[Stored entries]
== Segment start ==

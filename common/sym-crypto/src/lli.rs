// Licensed under the Apache-2.0 license

//! Scatter (MLLI) entry codec.
//!
//! An entry is two little-endian words: the low 32 address bits, then the
//! fragment size in bits 15:0 and address bits 47:32 in bits 31:16. The same
//! layout is used for host tables and for the copy the engine reads from SRAM.

use tock_registers::{register_bitfields, LocalRegisterCopy};
use zerocopy::byteorder::{LittleEndian, U32};
use zerocopy::{FromBytes, Immutable, IntoBytes, KnownLayout};

pub const LLI_ENTRY_WORD_SIZE: usize = 2;
pub const LLI_ENTRY_BYTE_SIZE: usize = LLI_ENTRY_WORD_SIZE * 4;

/// Largest fragment one entry can describe.
///
/// The size field is 16 bits wide. A 64 KiB fragment would encode as size
/// zero, so it is rejected instead of being split or truncated.
pub const LLI_SIZE_MAX: u32 = 0xFFFF;

register_bitfields! {
    u32,
    LliWord1 [
        AddrHigh OFFSET(16) NUMBITS(16) [],
        Size OFFSET(0) NUMBITS(16) [],
    ],
}

#[repr(C)]
#[derive(Clone, Copy, Debug, Default, FromBytes, IntoBytes, Immutable, KnownLayout)]
struct LliWire {
    word0: U32<LittleEndian>,
    word1: U32<LittleEndian>,
}

#[derive(Clone, Copy, Debug, Default, PartialEq, Eq)]
pub struct LliEntry {
    pub addr: u64,
    pub size: u32,
}

#[derive(Clone, Copy, Debug, PartialEq, Eq)]
pub enum LliError {
    /// Fragment does not fit the entry size field or the configured ceiling.
    EntryTooLarge { index: usize, size: u32 },
    /// Address does not fit in 48 bits.
    AddressTooWide { index: usize },
    /// Destination cannot hold the table.
    TableTooSmall,
}

impl LliEntry {
    pub fn new(addr: u64, size: u32) -> Self {
        LliEntry { addr, size }
    }

    pub fn to_words(&self) -> [u32; LLI_ENTRY_WORD_SIZE] {
        let mut word1 = LocalRegisterCopy::<u32, LliWord1::Register>::new(0);
        word1.modify(
            LliWord1::Size.val(self.size & LLI_SIZE_MAX)
                + LliWord1::AddrHigh.val(((self.addr >> 32) & 0xFFFF) as u32),
        );
        [self.addr as u32, word1.get()]
    }

    pub fn from_words(words: [u32; LLI_ENTRY_WORD_SIZE]) -> Self {
        let word1 = LocalRegisterCopy::<u32, LliWord1::Register>::new(words[1]);
        LliEntry {
            addr: ((word1.read(LliWord1::AddrHigh) as u64) << 32) | words[0] as u64,
            size: word1.read(LliWord1::Size),
        }
    }
}

/// Encodes `entries` into `out`, rejecting fragments above `max_entry_size`.
///
/// Returns the number of table bytes written. On error the destination is zeroed
/// so a half-built table is never handed to the engine.
pub fn encode_table(
    entries: &[LliEntry],
    out: &mut [u8],
    max_entry_size: u32,
) -> Result<usize, LliError> {
    let table_len = entries.len() * LLI_ENTRY_BYTE_SIZE;
    if out.len() < table_len {
        return Err(LliError::TableTooSmall);
    }
    let ceiling = max_entry_size.min(LLI_SIZE_MAX);

    for (index, (entry, chunk)) in entries
        .iter()
        .zip(out.chunks_exact_mut(LLI_ENTRY_BYTE_SIZE))
        .enumerate()
    {
        let err = if entry.size > ceiling {
            Some(LliError::EntryTooLarge {
                index,
                size: entry.size,
            })
        } else if entry.addr >> 48 != 0 {
            Some(LliError::AddressTooWide { index })
        } else {
            None
        };
        if let Some(err) = err {
            out.fill(0);
            return Err(err);
        }

        let words = entry.to_words();
        let wire = LliWire {
            word0: U32::new(words[0]),
            word1: U32::new(words[1]),
        };
        chunk.copy_from_slice(wire.as_bytes());
    }
    Ok(table_len)
}

/// Decodes a table previously produced by [`encode_table`]; a trailing partial entry is ignored.
pub fn decode_table(table: &[u8]) -> impl Iterator<Item = LliEntry> + '_ {
    table.chunks_exact(LLI_ENTRY_BYTE_SIZE).filter_map(|chunk| {
        LliWire::read_from_bytes(chunk)
            .ok()
            .map(|wire| LliEntry::from_words([wire.word0.get(), wire.word1.get()]))
    })
}

#[cfg(test)]
mod tests {
    use super::*;

    #[test]
    fn test_entry_word_layout() {
        let entry = LliEntry::new(0x1234_8765_4321, 0x7d0);
        assert_eq!(entry.to_words(), [0x8765_4321, 0x1234_07d0]);
    }

    #[test]
    fn test_table_is_little_endian() {
        let entries = [LliEntry::new(0x0000_0001_0203_0405, 0x0a0b)];
        let mut table = [0u8; LLI_ENTRY_BYTE_SIZE];
        assert_eq!(encode_table(&entries, &mut table, LLI_SIZE_MAX), Ok(8));
        assert_eq!(table, [0x05, 0x04, 0x03, 0x02, 0x0b, 0x0a, 0x01, 0x00]);
    }

    #[test]
    fn test_table_round_trip() {
        let entries = [
            LliEntry::new(0x8000_0000, 2000),
            LliEntry::new(0x0000_7fff_9000_0010, 1000),
            LliEntry::new(0x4000_1000, 1096),
        ];
        let mut table = [0u8; 3 * LLI_ENTRY_BYTE_SIZE];
        encode_table(&entries, &mut table, LLI_SIZE_MAX).unwrap();
        let decoded: Vec<LliEntry> = decode_table(&table).collect();
        assert_eq!(decoded, entries);
    }

    #[test]
    fn test_oversized_entry_clears_table() {
        let entries = [LliEntry::new(0x1000, 16), LliEntry::new(0x2000, 0x1_0000)];
        let mut table = [0xffu8; 2 * LLI_ENTRY_BYTE_SIZE];
        assert_eq!(
            encode_table(&entries, &mut table, LLI_SIZE_MAX),
            Err(LliError::EntryTooLarge {
                index: 1,
                size: 0x1_0000
            })
        );
        assert!(table.iter().all(|b| *b == 0));
    }

    #[test]
    fn test_widest_encodable_entry() {
        let entries = [LliEntry::new(0x2000, LLI_SIZE_MAX)];
        let mut table = [0u8; LLI_ENTRY_BYTE_SIZE];
        // A larger configured ceiling is clamped to the field width.
        assert_eq!(encode_table(&entries, &mut table, 0x1_0000), Ok(8));
        assert_eq!(decode_table(&table).next(), Some(entries[0]));

        let entries = [LliEntry::new(0x2000, 0x1_0000)];
        assert_eq!(
            encode_table(&entries, &mut table, 0x1_0000),
            Err(LliError::EntryTooLarge {
                index: 0,
                size: 0x1_0000
            })
        );
    }

    #[test]
    fn test_configured_ceiling() {
        let entries = [LliEntry::new(0x1000, 512)];
        let mut table = [0u8; LLI_ENTRY_BYTE_SIZE];
        assert!(encode_table(&entries, &mut table, 256).is_err());
        assert!(encode_table(&entries, &mut table, 512).is_ok());
    }
}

== Segment end ==

_Your goal_. In the answer, the lines from the first line of the data above through the line containing "pub fn to_words(&self)" must appear exactly as written, with nothing else.

_Solution_.
filename common/sym-crypto/src/lli.rs
// Licensed under the Apache-2.0 license

//! Scatter (MLLI) entry codec.
//!
//! An entry is two little-endian words: the low 32 address bits, then the
//! fragment size in bits 15:0 and address bits 47:32 in bits 31:16. The same
//! layout is used for host tables and for the copy the engine reads from SRAM.

use tock_registers::{register_bitfields, LocalRegisterCopy};
use zerocopy::byteorder::{LittleEndian, U32};
use zerocopy::{FromBytes, Immutable, IntoBytes, KnownLayout};

pub const LLI_ENTRY_WORD_SIZE: usize = 2;
pub const LLI_ENTRY_BYTE_SIZE: usize = LLI_ENTRY_WORD_SIZE * 4;

/// Largest fragment one entry can describe.
///
/// The size field is 16 bits wide. A 64 KiB fragment would encode as size
/// zero, so it is rejected instead of being split or truncated.
pub const LLI_SIZE_MAX: u32 = 0xFFFF;

register_bitfields! {
    u32,
    LliWord1 [
        AddrHigh OFFSET(16) NUMBITS(16) [],
        Size OFFSET(0) NUMBITS(16) [],
    ],
}

#[repr(C)]
#[derive(Clone, Copy, Debug, Default, FromBytes, IntoBytes, Immutable, KnownLayout)]
struct LliWire {
    word0: U32<LittleEndian>,
    word1: U32<LittleEndian>,
}

#[derive(Clone, Copy, Debug, Default, PartialEq, Eq)]
pub struct LliEntry {
    pub addr: u64,
    pub size: u32,
}

#[derive(Clone, Copy, Debug, PartialEq, Eq)]
pub enum LliError {
    /// Fragment does not fit the entry size field or the configured ceiling.
    EntryTooLarge { index: usize, size: u32 },
    /// Address does not fit in 48 bits.
    AddressTooWide { index: usize },
    /// Destination cannot hold the table.
    TableTooSmall,
}

impl LliEntry {
    pub fn new(addr: u64, size: u32) -> Self {
        LliEntry { addr, size }
    }

    pub fn to_words(&self) -> [u32; LLI_ENTRY_WORD_SIZE] {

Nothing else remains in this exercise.